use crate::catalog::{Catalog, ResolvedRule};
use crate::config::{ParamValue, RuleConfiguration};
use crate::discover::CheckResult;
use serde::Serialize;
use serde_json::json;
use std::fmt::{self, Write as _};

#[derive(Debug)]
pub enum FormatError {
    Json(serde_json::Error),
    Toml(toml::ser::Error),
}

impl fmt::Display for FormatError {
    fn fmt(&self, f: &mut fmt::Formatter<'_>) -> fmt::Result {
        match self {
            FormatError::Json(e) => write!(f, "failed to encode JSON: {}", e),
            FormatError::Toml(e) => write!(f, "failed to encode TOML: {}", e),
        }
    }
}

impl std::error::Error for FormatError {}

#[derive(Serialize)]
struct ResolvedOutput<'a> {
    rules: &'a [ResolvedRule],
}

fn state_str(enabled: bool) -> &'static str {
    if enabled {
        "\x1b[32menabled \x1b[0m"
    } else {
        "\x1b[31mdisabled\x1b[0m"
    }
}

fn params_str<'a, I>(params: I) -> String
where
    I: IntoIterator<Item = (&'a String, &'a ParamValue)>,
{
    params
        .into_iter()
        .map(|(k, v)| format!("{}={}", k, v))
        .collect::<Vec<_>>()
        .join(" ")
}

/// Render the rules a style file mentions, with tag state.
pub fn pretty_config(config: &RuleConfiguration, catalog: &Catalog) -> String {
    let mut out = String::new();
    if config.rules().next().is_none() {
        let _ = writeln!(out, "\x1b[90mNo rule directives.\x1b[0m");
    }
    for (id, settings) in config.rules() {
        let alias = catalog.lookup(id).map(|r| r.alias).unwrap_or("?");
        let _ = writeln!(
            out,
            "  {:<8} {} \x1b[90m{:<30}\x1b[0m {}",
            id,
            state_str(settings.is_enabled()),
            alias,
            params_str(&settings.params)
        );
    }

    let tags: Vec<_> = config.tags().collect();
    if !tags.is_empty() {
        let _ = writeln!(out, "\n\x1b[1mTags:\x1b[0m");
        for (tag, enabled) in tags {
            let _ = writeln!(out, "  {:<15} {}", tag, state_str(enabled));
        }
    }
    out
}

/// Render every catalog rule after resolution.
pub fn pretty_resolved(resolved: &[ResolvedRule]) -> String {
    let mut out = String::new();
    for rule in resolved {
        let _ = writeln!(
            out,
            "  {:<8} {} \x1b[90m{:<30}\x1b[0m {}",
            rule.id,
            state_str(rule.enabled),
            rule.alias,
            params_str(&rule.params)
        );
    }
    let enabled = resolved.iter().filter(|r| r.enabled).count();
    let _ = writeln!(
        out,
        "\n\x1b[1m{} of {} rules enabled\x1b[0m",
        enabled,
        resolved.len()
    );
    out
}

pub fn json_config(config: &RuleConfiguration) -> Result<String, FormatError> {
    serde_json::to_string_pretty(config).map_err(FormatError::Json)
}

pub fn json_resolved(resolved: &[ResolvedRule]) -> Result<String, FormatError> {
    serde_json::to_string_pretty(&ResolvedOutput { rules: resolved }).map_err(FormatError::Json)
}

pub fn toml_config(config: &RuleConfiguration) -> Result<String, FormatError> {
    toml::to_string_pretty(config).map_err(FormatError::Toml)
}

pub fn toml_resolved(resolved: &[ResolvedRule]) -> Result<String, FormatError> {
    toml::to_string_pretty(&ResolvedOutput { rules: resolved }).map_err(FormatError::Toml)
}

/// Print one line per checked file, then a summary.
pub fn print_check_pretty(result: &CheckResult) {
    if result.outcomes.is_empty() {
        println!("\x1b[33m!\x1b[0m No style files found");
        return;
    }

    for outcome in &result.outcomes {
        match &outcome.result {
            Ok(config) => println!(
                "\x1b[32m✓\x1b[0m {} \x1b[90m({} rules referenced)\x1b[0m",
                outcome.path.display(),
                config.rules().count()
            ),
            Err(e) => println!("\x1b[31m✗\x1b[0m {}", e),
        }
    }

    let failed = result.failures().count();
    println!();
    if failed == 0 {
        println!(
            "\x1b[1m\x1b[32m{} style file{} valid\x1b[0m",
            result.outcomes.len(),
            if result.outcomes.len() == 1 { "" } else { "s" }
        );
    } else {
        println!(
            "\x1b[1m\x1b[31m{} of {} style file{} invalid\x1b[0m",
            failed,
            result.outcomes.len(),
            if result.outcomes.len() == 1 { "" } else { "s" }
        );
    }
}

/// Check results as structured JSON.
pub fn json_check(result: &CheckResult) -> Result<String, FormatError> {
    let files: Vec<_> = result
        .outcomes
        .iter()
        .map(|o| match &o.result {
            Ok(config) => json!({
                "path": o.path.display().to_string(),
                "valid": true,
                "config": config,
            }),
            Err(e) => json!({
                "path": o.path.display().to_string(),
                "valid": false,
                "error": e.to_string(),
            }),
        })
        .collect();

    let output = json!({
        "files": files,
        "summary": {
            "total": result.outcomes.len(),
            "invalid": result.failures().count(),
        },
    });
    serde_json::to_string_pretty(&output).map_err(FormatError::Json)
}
———
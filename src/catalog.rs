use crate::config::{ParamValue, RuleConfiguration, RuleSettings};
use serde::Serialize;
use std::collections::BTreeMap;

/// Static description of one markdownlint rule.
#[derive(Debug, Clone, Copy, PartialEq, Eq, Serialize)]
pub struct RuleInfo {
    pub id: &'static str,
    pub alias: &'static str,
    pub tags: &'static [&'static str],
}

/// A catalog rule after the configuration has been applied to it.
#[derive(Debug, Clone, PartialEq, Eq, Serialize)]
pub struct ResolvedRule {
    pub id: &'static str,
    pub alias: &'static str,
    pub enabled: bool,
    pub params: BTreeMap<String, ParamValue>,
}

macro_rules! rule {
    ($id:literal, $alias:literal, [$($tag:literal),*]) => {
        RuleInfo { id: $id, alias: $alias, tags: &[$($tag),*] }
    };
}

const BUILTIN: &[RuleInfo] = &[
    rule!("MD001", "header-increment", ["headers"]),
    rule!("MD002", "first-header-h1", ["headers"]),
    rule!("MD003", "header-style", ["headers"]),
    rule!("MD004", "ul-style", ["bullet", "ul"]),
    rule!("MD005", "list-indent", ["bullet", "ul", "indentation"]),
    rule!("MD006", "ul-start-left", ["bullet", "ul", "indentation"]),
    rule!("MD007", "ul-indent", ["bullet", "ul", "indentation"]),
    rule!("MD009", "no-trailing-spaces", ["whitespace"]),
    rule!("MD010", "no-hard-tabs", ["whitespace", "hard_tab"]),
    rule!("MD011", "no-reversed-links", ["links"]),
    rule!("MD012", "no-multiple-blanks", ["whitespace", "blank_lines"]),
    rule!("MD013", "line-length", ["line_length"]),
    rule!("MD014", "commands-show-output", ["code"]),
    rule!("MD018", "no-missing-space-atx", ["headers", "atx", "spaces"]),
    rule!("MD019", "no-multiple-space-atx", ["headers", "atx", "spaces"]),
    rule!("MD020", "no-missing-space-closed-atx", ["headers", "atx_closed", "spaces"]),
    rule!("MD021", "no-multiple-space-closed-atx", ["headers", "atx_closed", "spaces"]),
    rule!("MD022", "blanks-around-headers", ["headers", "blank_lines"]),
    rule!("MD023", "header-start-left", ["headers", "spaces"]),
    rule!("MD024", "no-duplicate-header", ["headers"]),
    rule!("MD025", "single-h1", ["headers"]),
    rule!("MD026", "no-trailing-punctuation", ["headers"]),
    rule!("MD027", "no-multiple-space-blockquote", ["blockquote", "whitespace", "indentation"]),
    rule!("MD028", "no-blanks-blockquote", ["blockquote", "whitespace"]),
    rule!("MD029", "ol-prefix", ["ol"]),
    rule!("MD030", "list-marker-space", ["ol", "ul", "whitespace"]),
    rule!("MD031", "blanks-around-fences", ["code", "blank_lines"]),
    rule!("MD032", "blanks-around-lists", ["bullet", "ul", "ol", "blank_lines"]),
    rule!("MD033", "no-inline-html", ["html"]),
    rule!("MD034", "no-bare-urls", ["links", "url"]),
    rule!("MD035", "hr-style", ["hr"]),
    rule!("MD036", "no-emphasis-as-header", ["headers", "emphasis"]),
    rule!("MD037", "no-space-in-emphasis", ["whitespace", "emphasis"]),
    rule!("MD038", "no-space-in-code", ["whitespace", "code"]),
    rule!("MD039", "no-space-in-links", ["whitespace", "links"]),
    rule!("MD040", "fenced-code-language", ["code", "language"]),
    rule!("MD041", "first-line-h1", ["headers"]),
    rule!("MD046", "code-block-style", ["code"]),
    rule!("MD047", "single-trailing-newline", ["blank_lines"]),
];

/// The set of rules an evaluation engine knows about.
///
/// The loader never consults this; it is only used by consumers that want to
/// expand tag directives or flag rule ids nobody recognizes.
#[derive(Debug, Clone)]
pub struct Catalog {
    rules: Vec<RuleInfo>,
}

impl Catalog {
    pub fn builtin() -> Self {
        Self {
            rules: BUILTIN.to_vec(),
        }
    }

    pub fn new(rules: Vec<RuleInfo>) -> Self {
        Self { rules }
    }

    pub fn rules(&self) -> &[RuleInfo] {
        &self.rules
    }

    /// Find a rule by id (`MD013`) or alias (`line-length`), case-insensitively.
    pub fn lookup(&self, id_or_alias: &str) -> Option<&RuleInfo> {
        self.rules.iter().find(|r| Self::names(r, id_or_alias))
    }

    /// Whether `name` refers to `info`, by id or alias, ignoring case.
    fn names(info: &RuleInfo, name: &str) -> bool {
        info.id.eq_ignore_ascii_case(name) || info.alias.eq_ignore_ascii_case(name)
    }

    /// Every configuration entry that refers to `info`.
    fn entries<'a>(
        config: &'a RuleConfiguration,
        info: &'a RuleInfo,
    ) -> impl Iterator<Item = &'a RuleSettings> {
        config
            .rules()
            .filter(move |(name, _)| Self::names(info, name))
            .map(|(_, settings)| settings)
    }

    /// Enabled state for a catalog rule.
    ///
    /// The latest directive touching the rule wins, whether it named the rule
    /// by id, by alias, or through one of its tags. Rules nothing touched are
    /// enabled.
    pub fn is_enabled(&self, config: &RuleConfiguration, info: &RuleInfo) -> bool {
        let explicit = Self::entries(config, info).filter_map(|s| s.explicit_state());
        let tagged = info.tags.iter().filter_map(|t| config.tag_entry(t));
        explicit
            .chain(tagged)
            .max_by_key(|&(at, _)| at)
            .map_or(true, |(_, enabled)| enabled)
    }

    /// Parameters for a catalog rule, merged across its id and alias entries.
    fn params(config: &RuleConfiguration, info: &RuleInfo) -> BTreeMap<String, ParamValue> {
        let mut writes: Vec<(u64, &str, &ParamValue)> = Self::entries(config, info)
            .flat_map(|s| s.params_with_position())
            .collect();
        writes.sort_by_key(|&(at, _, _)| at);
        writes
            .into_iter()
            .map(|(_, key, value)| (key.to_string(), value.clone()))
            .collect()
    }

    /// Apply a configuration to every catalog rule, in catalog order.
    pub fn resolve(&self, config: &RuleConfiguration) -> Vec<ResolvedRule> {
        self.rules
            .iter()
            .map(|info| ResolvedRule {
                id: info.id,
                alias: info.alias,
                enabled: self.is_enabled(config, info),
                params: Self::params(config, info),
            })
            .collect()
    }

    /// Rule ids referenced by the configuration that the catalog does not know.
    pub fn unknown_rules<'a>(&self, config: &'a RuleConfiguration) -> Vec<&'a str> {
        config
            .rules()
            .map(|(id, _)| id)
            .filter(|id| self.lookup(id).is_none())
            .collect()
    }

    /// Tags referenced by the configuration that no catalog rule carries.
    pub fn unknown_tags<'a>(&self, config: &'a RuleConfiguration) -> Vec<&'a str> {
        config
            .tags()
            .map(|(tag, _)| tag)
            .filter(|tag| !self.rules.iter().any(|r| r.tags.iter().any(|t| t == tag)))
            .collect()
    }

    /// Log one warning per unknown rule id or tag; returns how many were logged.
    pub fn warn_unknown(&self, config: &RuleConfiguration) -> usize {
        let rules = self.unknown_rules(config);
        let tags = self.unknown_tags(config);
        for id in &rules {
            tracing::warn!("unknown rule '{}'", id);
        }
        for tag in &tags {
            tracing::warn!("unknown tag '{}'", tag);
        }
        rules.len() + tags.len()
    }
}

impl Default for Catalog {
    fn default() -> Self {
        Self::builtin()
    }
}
———
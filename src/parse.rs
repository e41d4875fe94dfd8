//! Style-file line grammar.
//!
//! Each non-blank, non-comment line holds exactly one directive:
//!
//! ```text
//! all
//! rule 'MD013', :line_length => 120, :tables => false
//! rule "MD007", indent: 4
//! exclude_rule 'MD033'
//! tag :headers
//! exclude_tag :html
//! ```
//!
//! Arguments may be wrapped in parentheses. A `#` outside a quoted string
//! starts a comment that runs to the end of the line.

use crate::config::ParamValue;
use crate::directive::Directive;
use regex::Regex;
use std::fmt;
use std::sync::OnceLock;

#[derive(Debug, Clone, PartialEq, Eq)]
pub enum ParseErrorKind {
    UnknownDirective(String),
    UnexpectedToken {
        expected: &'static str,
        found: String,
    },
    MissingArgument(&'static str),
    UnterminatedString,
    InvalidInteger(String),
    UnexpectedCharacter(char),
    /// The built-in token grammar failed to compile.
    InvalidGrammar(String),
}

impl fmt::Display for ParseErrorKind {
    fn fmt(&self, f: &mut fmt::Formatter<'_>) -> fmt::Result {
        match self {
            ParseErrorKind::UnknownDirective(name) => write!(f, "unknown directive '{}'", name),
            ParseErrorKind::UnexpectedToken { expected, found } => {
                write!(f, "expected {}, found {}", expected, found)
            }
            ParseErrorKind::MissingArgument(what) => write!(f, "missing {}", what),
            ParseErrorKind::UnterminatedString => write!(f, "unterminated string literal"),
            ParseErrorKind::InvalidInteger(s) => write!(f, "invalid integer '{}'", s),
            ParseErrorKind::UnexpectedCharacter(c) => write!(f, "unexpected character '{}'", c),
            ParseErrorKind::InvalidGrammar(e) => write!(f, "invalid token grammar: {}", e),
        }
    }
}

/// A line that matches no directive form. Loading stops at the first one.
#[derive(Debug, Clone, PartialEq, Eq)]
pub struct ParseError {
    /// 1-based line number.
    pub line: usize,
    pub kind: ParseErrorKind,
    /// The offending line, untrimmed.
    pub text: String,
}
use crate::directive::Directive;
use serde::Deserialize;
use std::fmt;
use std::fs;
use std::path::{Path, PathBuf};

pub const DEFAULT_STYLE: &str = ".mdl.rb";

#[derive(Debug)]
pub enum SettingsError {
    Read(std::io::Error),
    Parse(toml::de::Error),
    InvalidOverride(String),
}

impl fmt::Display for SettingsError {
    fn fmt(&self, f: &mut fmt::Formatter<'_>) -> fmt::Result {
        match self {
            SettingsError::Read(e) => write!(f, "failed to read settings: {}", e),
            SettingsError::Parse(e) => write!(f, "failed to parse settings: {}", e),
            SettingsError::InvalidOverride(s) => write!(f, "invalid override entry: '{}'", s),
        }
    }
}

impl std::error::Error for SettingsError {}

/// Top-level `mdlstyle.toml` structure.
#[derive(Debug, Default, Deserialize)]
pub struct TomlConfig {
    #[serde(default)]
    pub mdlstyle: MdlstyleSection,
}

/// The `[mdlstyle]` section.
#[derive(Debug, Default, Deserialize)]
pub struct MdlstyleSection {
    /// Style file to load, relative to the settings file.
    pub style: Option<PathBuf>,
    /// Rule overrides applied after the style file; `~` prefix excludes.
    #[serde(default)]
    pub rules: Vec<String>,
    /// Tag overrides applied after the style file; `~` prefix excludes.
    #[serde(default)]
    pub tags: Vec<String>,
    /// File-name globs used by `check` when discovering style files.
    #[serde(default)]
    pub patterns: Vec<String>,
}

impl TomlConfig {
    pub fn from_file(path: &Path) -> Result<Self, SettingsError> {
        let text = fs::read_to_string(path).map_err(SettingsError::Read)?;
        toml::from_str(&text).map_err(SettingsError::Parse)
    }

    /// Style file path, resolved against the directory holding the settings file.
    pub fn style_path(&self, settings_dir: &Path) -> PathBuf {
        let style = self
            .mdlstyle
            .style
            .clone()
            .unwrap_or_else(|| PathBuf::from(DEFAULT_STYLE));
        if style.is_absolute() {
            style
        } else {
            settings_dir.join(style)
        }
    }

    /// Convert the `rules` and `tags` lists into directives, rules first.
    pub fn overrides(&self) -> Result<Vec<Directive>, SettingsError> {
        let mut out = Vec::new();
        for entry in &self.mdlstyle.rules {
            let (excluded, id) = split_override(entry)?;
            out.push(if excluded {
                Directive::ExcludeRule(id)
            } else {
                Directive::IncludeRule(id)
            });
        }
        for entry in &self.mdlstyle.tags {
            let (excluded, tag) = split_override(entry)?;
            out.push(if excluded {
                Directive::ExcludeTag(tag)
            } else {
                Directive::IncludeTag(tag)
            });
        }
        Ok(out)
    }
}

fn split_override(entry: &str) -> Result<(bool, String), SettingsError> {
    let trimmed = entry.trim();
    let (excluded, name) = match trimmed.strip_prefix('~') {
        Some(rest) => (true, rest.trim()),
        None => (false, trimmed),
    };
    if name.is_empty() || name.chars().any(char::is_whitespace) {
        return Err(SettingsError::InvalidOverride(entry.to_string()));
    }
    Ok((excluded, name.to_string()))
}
———
### [WHAT TO PRODUCE]
In the listing above, find the lines holding the word "literal" and copy them.

### [SOLUTION FOR THIS PROBLEM]
    ($id:literal, $alias:literal, [$($tag:literal),*]) => {
            ParseErrorKind::UnterminatedString => write!(f, "unterminated string literal"),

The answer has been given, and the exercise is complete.